--- DATA SECTION ---

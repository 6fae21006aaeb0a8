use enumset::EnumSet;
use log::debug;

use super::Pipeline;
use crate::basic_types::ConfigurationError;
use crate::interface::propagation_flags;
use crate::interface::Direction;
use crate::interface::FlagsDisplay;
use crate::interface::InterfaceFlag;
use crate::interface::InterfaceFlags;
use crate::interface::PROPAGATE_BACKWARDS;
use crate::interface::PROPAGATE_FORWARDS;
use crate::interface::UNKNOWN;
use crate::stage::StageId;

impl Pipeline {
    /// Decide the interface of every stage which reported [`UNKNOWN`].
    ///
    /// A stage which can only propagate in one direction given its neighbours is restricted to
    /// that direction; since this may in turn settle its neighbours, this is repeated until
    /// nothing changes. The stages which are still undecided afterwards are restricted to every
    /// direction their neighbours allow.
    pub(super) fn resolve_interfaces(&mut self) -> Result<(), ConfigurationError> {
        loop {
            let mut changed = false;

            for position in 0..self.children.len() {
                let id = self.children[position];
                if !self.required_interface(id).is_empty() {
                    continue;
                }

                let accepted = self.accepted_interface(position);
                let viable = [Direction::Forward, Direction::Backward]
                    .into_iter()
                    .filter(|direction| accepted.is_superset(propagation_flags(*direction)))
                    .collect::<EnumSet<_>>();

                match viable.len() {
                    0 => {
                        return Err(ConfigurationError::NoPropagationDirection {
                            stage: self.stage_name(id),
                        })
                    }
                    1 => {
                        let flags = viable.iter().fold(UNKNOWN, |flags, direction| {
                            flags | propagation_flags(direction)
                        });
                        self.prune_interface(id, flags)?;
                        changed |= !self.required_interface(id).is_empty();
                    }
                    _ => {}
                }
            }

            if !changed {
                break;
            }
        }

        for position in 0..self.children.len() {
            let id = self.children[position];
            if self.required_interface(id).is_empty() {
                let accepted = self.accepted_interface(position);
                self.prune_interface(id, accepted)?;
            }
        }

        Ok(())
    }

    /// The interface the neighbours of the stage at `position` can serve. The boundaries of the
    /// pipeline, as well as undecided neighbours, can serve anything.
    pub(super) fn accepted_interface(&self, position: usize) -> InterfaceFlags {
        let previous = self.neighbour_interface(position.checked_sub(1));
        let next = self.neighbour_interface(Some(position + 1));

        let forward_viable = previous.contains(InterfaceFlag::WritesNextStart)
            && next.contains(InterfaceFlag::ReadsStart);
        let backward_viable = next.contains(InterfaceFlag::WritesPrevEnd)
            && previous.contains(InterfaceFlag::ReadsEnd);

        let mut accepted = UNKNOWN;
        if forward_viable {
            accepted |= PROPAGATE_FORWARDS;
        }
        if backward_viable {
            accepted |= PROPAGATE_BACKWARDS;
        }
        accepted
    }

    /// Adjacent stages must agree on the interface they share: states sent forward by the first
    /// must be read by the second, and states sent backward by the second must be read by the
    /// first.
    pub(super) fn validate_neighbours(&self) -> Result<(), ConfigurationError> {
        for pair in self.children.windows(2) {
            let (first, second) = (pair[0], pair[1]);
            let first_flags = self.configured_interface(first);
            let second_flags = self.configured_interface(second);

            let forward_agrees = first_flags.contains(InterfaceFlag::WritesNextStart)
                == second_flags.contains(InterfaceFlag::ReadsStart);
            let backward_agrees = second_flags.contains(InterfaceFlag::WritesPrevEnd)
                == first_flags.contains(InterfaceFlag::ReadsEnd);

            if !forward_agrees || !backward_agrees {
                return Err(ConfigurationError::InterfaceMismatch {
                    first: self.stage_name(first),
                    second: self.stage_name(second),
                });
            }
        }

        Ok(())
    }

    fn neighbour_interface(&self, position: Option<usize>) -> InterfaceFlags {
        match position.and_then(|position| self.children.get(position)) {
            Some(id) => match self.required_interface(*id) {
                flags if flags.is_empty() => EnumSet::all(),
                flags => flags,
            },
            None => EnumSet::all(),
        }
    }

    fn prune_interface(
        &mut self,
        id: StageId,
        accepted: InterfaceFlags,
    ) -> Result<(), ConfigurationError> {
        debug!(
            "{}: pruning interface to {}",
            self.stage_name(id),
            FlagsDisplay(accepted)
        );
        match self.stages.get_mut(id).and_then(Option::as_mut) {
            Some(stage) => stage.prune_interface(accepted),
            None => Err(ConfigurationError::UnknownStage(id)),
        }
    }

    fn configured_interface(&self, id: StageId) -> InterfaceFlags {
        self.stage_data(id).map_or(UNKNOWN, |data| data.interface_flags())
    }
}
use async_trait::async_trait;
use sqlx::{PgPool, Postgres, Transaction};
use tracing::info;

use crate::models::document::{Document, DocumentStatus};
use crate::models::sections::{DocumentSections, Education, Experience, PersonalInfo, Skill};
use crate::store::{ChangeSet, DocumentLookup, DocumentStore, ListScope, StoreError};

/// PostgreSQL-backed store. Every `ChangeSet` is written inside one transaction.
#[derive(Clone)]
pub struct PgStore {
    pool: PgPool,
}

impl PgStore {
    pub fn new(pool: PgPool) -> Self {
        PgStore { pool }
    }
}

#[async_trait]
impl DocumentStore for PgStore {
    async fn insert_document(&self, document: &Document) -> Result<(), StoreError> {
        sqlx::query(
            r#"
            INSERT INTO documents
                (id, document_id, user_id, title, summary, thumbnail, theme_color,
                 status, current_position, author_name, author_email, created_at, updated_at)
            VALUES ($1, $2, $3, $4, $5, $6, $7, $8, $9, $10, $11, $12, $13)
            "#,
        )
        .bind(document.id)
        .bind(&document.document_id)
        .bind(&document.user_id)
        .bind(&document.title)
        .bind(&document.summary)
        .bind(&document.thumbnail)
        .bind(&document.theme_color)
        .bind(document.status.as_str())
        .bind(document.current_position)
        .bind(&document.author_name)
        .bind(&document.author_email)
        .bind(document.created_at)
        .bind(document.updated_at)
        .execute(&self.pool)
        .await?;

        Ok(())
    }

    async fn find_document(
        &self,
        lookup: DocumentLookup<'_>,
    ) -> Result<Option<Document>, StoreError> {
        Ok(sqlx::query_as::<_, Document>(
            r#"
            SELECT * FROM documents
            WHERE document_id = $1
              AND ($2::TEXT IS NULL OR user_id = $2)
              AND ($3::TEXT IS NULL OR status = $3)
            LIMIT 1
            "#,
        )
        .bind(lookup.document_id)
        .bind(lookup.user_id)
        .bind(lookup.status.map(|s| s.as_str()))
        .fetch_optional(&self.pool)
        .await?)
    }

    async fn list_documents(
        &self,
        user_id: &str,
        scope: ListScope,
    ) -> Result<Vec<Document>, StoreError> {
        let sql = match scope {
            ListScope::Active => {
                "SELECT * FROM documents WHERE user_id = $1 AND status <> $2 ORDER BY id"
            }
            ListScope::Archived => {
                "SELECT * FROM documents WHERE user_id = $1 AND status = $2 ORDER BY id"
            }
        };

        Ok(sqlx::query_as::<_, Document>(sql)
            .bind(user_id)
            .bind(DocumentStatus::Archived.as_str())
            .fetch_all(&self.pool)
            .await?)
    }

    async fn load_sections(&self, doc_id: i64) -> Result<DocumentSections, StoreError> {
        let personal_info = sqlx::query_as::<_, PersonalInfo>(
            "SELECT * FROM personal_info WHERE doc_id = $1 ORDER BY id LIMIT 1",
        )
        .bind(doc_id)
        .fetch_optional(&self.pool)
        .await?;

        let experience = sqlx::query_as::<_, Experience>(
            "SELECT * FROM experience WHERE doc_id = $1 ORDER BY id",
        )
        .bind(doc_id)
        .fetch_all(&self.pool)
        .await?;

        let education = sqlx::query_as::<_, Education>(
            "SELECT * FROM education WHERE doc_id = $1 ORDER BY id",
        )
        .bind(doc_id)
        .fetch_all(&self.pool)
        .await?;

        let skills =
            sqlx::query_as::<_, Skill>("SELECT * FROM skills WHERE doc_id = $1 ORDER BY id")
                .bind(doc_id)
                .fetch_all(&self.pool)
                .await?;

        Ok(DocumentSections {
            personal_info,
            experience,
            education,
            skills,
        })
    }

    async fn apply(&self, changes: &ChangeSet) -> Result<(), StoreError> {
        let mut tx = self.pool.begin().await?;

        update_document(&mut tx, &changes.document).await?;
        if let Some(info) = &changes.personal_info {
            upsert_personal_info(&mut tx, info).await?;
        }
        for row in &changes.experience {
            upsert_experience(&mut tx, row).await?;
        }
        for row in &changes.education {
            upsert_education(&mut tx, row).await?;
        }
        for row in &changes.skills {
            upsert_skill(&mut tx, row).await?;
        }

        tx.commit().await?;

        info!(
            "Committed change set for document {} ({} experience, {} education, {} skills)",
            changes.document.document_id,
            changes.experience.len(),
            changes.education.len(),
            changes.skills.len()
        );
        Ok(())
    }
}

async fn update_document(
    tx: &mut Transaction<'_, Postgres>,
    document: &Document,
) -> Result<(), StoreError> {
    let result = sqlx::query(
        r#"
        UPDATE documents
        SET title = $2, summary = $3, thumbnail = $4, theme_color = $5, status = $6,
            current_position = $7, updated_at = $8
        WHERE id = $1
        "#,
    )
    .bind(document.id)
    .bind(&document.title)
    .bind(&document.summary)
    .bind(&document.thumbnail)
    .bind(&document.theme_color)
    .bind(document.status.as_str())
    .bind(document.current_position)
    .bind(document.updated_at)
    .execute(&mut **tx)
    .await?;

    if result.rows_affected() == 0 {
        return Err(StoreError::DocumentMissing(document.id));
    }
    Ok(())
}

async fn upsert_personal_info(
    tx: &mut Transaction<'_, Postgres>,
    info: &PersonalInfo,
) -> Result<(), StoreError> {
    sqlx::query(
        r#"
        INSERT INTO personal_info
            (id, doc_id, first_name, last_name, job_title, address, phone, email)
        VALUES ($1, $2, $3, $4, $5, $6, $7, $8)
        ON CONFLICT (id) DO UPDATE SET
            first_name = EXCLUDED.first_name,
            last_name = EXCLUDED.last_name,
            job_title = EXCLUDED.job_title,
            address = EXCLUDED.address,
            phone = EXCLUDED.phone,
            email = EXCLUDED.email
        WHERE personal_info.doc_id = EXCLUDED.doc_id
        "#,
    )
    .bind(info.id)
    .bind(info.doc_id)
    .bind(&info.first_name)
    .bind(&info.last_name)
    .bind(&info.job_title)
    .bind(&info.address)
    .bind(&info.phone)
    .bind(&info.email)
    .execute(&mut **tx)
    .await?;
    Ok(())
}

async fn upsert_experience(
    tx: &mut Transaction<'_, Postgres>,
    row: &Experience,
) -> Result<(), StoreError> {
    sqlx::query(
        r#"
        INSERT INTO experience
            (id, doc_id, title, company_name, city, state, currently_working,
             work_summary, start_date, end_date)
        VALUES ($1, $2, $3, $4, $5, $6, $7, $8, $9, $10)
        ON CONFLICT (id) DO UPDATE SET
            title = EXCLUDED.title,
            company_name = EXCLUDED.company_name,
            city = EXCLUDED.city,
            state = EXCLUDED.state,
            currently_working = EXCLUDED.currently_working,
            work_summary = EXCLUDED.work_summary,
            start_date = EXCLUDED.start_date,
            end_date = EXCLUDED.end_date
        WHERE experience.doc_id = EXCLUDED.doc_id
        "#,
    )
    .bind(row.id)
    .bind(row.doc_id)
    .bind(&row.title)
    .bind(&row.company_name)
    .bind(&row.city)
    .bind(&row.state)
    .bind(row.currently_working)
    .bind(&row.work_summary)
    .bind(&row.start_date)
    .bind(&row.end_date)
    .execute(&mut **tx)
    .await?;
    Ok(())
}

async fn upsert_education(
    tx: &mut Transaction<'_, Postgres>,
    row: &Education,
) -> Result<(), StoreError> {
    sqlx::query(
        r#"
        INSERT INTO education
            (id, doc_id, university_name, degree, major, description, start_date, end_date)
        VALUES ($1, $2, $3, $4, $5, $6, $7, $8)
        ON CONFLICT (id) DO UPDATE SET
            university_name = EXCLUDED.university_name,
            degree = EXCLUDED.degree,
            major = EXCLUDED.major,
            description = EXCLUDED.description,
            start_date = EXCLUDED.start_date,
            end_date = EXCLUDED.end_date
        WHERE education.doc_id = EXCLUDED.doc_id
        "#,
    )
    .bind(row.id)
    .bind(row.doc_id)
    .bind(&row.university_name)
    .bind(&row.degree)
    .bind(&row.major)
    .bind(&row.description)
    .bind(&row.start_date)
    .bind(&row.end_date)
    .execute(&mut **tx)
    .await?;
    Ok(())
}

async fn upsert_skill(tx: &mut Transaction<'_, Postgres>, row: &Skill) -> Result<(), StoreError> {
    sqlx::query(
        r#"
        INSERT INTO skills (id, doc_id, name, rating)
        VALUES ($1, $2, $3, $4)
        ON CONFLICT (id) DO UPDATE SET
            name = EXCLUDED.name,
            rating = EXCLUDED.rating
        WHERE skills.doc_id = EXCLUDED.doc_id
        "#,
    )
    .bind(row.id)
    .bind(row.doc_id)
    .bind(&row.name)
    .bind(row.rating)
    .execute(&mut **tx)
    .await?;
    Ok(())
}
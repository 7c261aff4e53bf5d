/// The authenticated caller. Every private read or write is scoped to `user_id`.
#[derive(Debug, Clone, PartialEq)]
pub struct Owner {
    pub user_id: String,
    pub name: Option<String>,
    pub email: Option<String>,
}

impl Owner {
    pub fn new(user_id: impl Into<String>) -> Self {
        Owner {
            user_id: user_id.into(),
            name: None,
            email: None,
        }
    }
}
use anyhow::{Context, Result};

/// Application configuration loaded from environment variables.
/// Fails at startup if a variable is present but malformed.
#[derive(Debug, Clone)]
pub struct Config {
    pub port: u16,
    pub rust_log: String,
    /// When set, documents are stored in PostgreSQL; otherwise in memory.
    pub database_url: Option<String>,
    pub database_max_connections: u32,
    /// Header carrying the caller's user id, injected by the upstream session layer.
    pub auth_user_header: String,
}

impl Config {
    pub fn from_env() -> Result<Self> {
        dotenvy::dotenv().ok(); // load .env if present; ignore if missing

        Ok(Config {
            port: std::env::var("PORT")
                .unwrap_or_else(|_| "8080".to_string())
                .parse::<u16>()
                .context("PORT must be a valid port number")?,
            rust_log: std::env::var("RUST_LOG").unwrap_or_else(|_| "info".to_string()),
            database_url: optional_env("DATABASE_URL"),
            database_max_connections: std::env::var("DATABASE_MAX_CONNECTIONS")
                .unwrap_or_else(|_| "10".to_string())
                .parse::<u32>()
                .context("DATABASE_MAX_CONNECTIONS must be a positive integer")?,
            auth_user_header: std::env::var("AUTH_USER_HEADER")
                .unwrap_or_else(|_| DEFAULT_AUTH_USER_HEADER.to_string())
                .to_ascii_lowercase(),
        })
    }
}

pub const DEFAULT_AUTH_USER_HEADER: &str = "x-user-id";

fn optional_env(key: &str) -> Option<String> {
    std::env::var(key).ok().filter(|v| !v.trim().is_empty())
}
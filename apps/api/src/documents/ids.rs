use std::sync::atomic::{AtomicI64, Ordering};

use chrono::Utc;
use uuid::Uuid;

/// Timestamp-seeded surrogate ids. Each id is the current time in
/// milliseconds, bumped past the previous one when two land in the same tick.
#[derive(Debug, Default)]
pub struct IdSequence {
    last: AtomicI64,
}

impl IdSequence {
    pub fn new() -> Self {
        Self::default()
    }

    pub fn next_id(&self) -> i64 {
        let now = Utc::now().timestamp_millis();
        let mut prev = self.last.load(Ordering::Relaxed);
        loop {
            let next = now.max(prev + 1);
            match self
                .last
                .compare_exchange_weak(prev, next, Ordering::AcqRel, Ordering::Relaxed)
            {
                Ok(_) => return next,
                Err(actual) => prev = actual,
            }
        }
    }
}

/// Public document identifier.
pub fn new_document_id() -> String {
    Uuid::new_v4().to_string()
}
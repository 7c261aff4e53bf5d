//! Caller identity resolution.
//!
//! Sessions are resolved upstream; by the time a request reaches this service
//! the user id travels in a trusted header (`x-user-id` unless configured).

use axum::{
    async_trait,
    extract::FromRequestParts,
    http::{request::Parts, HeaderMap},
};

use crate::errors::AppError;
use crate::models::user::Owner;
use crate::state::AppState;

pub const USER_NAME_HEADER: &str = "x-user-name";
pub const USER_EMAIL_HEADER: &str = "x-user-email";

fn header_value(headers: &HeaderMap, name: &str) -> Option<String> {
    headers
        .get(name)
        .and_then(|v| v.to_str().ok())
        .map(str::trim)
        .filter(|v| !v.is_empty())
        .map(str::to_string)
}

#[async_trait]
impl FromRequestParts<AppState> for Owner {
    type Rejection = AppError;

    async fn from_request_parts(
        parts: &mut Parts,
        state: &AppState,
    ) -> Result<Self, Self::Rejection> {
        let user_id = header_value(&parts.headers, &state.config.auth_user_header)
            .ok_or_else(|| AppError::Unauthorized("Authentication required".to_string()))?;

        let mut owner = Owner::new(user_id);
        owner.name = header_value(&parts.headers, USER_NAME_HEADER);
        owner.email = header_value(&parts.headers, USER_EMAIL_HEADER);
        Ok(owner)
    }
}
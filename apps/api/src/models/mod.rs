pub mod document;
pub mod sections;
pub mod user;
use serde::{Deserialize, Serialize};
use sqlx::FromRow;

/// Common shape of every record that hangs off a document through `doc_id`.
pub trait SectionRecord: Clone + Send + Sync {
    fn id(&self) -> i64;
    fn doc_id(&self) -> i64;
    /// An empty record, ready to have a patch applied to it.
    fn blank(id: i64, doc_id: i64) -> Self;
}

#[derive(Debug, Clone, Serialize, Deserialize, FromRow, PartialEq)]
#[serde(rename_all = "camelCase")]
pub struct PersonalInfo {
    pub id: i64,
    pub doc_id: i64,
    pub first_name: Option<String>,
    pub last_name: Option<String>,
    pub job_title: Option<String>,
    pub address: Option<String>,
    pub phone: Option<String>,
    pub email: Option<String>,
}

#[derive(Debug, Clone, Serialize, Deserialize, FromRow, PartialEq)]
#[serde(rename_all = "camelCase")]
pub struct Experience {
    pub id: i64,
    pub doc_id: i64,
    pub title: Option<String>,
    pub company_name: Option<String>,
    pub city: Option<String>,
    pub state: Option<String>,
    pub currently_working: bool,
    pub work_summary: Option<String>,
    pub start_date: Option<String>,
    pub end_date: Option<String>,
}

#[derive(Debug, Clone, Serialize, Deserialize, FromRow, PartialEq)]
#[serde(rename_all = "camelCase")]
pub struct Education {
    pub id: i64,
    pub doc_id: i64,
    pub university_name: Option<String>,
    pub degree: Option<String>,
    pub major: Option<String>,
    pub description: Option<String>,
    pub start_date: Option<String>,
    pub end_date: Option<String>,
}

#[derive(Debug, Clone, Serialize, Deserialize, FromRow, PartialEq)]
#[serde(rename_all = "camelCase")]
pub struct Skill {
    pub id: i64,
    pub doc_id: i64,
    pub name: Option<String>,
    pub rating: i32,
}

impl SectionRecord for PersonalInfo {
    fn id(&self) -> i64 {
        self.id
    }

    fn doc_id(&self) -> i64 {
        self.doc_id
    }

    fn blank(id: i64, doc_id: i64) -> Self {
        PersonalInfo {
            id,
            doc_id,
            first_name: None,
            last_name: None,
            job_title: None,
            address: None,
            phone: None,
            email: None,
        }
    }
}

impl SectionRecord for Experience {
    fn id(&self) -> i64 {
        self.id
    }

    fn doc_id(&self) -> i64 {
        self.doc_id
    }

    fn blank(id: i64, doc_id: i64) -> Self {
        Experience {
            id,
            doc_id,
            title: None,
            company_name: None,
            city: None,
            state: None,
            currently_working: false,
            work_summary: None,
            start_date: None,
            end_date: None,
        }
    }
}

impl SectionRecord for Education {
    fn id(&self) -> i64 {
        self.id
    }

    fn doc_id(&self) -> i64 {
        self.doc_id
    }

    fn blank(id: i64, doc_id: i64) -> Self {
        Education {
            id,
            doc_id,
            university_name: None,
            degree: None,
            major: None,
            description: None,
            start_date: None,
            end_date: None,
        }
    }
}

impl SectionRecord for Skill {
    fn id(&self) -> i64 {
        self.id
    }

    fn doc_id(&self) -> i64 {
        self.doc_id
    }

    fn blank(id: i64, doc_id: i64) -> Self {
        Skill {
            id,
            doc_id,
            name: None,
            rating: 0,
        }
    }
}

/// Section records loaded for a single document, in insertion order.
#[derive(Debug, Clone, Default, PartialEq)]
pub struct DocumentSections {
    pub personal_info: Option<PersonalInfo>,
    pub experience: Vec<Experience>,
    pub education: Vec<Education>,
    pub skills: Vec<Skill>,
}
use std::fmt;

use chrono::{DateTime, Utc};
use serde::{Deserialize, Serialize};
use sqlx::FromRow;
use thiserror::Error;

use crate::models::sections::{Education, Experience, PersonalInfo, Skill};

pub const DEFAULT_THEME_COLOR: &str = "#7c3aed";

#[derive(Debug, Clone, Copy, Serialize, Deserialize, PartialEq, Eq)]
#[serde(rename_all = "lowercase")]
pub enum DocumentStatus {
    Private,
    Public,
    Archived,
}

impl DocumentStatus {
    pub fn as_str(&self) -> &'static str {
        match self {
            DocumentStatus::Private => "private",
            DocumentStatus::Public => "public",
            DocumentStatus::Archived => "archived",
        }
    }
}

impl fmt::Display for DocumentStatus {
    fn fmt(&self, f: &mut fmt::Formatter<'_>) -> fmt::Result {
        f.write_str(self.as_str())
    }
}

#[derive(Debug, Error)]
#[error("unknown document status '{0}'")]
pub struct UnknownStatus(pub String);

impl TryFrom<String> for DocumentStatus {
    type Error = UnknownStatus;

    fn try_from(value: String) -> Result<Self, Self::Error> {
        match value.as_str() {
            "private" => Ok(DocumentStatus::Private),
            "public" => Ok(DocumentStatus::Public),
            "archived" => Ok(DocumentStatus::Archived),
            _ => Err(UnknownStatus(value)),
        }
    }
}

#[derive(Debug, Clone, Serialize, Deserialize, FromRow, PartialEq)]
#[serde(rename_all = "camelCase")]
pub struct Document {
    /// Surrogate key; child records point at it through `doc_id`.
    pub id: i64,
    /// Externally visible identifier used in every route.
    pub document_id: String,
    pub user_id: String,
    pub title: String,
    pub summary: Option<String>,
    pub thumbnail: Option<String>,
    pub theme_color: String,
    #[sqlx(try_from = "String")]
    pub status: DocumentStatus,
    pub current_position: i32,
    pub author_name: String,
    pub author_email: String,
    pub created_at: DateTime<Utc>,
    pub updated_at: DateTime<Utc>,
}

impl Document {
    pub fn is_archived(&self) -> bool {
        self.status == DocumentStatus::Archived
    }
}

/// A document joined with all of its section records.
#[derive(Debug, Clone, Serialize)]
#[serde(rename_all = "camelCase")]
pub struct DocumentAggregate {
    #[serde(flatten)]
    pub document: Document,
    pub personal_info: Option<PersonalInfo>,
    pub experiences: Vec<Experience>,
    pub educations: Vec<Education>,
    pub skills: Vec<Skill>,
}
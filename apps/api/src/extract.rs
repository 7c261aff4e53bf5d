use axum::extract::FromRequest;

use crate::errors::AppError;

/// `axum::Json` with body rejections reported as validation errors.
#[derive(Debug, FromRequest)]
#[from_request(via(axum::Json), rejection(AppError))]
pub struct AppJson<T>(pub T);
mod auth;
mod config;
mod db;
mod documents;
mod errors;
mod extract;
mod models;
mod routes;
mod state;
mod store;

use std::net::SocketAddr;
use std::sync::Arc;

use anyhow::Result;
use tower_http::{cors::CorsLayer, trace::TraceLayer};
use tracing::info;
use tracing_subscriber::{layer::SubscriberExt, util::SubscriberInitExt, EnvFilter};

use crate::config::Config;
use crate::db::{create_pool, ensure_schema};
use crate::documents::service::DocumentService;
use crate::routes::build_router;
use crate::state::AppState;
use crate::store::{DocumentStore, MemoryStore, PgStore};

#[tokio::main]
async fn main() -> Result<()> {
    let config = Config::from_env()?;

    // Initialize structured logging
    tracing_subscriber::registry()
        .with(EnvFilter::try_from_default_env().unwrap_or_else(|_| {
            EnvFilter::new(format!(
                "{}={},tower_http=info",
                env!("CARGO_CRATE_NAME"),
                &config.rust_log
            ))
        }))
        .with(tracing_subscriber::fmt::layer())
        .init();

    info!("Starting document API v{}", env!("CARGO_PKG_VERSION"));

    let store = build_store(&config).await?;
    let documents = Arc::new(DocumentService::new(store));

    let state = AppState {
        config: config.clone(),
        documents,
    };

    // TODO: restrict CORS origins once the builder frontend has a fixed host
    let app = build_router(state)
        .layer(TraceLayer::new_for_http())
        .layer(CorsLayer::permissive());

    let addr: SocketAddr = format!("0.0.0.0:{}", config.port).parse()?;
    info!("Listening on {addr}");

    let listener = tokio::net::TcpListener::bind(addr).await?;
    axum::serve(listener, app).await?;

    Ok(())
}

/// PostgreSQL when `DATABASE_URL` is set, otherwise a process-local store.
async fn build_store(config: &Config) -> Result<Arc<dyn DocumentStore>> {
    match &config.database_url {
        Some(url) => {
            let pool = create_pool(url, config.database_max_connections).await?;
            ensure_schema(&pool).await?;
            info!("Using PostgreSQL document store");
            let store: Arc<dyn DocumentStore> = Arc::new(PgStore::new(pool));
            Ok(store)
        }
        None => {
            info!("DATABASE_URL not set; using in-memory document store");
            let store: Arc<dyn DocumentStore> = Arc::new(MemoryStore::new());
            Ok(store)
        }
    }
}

---

* _EXERCISE OBJECTIVE_
Reproduce exactly the lines from the beginning of the entries above up to and including the line that contains "use crate::interface::FlagsDisplay;".

* _SOLUTION TO THE EXERCISE_
repository 6fae21006aaeb0a8
use enumset::EnumSet;
use log::debug;

use super::Pipeline;
use crate::basic_types::ConfigurationError;
use crate::interface::propagation_flags;
use crate::interface::Direction;
use crate::interface::FlagsDisplay;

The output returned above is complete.